AIM OF THE EXERCISE
Using the data below, copy every line that contains the word "InvalidKey".
—————
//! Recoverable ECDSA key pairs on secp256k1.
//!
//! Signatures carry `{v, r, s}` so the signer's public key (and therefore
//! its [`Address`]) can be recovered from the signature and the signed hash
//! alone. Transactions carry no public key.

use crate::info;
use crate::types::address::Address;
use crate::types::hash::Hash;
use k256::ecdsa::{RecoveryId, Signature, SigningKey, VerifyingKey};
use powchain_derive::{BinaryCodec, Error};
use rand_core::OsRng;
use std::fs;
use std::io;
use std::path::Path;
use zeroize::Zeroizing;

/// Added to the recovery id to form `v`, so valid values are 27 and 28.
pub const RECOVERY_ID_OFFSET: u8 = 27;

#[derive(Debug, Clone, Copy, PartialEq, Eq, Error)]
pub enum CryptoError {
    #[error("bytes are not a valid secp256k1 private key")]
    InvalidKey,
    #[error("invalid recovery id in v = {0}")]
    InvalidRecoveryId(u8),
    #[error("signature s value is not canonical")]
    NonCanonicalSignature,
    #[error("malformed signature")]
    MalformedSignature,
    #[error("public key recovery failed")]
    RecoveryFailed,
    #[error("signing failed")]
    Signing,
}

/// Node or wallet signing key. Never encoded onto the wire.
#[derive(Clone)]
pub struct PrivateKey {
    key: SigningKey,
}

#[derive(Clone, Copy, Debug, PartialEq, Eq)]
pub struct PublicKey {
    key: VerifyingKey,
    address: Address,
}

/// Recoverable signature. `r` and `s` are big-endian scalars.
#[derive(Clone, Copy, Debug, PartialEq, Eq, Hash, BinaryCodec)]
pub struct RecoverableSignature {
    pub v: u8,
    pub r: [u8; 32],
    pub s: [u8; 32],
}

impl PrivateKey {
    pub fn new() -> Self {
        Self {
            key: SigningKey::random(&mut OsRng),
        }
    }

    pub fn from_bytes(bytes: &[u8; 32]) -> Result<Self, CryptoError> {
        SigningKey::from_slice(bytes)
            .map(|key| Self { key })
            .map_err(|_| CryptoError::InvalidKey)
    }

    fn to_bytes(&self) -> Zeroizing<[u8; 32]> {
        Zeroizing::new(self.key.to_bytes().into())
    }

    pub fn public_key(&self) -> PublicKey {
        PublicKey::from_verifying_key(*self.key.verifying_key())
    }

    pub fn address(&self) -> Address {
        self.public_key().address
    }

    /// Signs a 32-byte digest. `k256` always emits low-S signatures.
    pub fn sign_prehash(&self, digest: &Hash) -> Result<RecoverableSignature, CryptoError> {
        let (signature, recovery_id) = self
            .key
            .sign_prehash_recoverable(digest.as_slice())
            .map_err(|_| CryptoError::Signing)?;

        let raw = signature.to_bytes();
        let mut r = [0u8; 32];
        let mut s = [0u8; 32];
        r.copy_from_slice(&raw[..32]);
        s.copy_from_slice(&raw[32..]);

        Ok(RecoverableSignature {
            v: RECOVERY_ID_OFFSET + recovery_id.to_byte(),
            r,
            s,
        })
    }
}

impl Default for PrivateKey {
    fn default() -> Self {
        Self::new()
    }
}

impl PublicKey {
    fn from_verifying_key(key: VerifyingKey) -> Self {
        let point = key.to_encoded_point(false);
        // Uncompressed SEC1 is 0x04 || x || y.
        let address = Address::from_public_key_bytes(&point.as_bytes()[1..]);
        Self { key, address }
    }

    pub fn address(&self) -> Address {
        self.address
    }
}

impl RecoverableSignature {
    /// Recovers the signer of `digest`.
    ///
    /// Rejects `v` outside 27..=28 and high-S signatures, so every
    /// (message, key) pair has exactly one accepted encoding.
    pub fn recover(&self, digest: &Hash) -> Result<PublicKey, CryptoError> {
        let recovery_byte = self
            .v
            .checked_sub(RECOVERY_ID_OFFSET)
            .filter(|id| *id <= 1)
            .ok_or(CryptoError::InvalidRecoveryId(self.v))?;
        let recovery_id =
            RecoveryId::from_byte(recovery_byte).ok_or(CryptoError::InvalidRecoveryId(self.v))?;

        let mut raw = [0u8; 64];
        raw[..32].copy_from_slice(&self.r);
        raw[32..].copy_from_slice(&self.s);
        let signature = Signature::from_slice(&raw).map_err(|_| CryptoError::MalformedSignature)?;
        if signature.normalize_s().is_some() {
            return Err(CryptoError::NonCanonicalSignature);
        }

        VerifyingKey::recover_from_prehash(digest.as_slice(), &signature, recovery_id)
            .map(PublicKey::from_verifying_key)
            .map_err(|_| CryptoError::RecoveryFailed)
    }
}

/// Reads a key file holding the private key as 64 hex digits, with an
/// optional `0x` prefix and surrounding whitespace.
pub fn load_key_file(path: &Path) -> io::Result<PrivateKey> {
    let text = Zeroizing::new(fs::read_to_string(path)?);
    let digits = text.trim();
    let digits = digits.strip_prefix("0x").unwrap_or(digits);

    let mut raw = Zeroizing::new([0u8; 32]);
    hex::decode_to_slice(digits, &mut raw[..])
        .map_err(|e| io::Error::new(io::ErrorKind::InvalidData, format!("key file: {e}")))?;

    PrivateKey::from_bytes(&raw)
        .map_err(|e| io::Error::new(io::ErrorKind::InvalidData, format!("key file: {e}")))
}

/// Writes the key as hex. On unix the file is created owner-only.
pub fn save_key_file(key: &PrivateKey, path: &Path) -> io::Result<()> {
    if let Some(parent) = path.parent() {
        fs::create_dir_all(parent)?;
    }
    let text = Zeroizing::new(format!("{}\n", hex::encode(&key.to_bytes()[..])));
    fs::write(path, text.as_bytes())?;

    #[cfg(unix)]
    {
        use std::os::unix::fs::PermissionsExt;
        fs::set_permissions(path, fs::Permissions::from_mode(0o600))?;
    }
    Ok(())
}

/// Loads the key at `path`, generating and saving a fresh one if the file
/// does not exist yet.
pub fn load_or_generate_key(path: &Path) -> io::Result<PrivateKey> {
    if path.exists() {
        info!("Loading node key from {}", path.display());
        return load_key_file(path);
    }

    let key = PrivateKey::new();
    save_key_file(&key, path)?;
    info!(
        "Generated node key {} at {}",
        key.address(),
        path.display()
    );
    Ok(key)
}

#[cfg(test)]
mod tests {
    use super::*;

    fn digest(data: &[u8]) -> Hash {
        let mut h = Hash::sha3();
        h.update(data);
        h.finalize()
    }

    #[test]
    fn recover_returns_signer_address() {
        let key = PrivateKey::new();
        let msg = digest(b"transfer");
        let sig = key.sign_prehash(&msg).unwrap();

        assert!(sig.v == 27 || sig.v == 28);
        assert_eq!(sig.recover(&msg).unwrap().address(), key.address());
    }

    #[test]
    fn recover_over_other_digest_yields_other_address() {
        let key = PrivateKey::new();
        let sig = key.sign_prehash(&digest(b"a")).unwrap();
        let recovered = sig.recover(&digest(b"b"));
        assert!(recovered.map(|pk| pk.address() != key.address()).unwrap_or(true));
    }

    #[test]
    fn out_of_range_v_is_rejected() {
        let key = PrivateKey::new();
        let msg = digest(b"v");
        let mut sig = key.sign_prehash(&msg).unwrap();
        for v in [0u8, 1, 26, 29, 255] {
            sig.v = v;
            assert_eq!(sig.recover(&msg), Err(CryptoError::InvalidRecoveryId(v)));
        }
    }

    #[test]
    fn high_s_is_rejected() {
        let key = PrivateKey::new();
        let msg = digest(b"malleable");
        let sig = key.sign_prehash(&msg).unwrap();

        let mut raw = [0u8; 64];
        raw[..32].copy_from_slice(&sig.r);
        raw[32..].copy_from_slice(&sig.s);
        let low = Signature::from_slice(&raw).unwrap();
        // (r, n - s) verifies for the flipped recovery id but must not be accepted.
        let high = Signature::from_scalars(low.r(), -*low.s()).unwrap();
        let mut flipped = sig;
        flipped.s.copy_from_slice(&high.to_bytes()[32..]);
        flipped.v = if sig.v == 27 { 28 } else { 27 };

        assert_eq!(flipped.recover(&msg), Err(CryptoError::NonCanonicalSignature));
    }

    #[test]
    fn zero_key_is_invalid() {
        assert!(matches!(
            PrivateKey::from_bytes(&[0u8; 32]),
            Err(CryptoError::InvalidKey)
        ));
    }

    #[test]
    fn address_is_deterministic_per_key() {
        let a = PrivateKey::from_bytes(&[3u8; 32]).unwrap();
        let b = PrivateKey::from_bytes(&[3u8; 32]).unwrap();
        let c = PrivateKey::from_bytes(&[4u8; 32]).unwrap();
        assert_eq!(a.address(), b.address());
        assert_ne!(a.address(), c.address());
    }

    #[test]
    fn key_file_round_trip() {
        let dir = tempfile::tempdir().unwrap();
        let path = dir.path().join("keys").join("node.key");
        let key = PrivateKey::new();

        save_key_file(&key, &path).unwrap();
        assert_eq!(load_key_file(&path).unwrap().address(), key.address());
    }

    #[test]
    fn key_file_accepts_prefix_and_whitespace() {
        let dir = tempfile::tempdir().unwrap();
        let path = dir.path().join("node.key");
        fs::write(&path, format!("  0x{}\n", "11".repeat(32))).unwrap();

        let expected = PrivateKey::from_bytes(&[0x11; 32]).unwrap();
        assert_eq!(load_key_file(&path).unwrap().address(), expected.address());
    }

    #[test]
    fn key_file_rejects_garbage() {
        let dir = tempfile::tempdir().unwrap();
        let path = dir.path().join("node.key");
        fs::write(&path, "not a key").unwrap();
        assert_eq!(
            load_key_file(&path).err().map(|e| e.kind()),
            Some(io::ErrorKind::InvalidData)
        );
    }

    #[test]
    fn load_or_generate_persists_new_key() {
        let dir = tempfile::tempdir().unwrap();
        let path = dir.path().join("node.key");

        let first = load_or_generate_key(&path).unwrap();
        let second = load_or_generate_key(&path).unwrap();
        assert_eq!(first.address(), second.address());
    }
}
—————
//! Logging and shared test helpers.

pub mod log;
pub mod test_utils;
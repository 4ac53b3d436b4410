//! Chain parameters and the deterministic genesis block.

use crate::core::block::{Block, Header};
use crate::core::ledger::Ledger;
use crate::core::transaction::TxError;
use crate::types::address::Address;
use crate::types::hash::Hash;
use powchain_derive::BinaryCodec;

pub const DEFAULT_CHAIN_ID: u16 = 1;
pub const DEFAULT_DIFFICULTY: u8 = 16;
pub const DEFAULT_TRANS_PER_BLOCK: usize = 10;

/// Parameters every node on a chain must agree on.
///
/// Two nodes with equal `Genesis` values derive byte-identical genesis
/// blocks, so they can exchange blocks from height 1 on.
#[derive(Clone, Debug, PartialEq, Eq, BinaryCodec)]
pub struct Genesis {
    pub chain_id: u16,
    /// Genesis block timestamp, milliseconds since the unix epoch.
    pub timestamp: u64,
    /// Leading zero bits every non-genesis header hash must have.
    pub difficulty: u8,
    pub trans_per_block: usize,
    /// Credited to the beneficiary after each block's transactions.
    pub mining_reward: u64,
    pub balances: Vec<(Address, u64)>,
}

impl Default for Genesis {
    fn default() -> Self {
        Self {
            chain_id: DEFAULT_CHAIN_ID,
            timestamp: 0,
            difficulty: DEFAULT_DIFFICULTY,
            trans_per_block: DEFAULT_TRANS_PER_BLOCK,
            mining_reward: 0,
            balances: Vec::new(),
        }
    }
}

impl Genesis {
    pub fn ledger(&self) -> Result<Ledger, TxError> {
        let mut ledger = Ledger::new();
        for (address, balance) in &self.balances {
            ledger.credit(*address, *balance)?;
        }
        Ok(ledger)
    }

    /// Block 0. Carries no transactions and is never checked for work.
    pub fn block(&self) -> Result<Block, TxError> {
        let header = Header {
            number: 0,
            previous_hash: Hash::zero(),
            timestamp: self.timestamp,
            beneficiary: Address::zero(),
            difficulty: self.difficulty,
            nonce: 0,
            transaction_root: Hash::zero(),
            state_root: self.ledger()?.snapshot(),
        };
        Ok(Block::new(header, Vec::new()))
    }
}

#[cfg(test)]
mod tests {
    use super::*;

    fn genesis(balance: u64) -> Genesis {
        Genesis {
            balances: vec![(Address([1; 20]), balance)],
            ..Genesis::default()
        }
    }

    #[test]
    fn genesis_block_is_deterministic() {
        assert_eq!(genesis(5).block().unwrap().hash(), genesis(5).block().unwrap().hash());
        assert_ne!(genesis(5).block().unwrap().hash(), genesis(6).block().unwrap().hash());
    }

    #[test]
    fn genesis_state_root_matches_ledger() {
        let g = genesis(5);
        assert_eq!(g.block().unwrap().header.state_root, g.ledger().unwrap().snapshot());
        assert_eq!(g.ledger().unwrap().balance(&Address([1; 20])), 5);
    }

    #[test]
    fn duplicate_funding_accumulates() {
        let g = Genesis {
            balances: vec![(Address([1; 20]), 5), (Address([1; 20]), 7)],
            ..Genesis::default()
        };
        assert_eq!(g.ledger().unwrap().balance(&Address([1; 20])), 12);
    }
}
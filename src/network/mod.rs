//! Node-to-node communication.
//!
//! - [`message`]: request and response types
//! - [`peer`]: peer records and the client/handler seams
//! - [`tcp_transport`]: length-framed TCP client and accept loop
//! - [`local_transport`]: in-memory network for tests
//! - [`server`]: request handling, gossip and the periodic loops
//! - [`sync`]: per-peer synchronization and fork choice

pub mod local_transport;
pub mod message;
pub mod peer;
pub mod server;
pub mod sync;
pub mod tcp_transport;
—————
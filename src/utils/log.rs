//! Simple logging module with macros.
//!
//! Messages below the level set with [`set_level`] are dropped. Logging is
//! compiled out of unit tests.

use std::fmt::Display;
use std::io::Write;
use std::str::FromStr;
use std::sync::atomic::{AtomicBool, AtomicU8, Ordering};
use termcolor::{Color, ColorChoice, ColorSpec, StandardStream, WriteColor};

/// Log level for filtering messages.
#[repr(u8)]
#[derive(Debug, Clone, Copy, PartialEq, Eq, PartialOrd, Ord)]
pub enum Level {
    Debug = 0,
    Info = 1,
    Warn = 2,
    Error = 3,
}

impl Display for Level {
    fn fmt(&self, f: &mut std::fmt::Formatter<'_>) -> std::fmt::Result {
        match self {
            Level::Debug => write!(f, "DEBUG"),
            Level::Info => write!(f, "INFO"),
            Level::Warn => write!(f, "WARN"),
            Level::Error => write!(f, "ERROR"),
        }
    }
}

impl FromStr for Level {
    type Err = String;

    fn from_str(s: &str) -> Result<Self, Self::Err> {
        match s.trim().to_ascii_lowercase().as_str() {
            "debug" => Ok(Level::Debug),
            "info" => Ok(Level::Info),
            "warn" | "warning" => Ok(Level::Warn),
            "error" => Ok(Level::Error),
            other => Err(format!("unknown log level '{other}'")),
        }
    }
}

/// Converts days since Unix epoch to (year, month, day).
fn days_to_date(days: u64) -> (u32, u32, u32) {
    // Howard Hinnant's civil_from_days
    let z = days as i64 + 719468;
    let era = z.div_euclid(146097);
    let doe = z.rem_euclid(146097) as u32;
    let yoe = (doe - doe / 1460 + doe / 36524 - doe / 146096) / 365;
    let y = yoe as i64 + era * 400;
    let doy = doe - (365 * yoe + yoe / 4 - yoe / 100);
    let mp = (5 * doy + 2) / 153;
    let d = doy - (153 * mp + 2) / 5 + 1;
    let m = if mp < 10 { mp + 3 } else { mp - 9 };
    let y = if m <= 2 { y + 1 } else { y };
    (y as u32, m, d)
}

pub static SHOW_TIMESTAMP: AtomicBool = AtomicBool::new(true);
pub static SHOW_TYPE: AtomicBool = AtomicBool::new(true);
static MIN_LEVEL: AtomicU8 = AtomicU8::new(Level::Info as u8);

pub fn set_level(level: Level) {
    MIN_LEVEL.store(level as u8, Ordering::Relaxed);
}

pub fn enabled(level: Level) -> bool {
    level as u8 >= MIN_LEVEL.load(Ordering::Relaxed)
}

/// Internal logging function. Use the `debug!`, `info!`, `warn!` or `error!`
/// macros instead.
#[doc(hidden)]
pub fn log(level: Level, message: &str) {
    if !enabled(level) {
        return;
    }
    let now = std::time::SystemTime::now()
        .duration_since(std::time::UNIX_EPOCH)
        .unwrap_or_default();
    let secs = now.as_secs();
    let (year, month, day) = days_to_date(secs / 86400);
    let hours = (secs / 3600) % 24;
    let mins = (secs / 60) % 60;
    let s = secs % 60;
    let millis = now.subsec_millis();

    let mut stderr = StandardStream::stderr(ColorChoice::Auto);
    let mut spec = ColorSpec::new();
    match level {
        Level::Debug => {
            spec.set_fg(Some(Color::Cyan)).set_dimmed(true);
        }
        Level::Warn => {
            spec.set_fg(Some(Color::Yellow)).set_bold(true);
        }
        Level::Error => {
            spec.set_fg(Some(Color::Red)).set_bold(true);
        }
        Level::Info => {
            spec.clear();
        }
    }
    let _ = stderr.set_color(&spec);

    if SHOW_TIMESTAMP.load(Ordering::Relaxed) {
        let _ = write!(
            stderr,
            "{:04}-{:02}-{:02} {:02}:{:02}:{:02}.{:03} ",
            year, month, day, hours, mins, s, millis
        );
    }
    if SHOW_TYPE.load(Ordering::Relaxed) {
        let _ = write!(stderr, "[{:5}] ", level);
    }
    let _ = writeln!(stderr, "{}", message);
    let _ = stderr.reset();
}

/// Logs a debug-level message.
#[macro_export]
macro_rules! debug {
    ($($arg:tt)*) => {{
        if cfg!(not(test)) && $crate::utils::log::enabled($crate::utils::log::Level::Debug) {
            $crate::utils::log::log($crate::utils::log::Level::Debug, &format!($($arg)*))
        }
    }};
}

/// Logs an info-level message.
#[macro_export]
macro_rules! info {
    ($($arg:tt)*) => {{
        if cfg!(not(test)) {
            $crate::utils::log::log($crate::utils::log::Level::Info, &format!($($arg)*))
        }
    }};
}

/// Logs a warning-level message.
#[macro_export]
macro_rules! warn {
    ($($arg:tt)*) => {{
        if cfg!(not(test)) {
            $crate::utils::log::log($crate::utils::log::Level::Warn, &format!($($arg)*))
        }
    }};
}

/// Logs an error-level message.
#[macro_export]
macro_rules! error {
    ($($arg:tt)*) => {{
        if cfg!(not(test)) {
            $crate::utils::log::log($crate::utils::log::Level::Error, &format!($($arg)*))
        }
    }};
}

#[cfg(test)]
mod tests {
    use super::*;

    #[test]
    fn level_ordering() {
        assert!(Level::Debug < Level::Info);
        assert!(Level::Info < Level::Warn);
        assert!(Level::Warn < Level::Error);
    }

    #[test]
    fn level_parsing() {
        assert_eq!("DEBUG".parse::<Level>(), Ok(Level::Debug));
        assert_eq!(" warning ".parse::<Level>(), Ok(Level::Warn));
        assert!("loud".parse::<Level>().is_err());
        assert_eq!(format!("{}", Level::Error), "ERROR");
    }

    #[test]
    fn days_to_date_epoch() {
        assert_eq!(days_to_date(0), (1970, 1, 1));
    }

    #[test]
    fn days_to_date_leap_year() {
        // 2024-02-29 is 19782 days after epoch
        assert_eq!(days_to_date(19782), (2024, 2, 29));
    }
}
—————
SOLUTION FOR THIS PROBLEM
    InvalidKey,
            .map_err(|_| CryptoError::InvalidKey)
            Err(CryptoError::InvalidKey)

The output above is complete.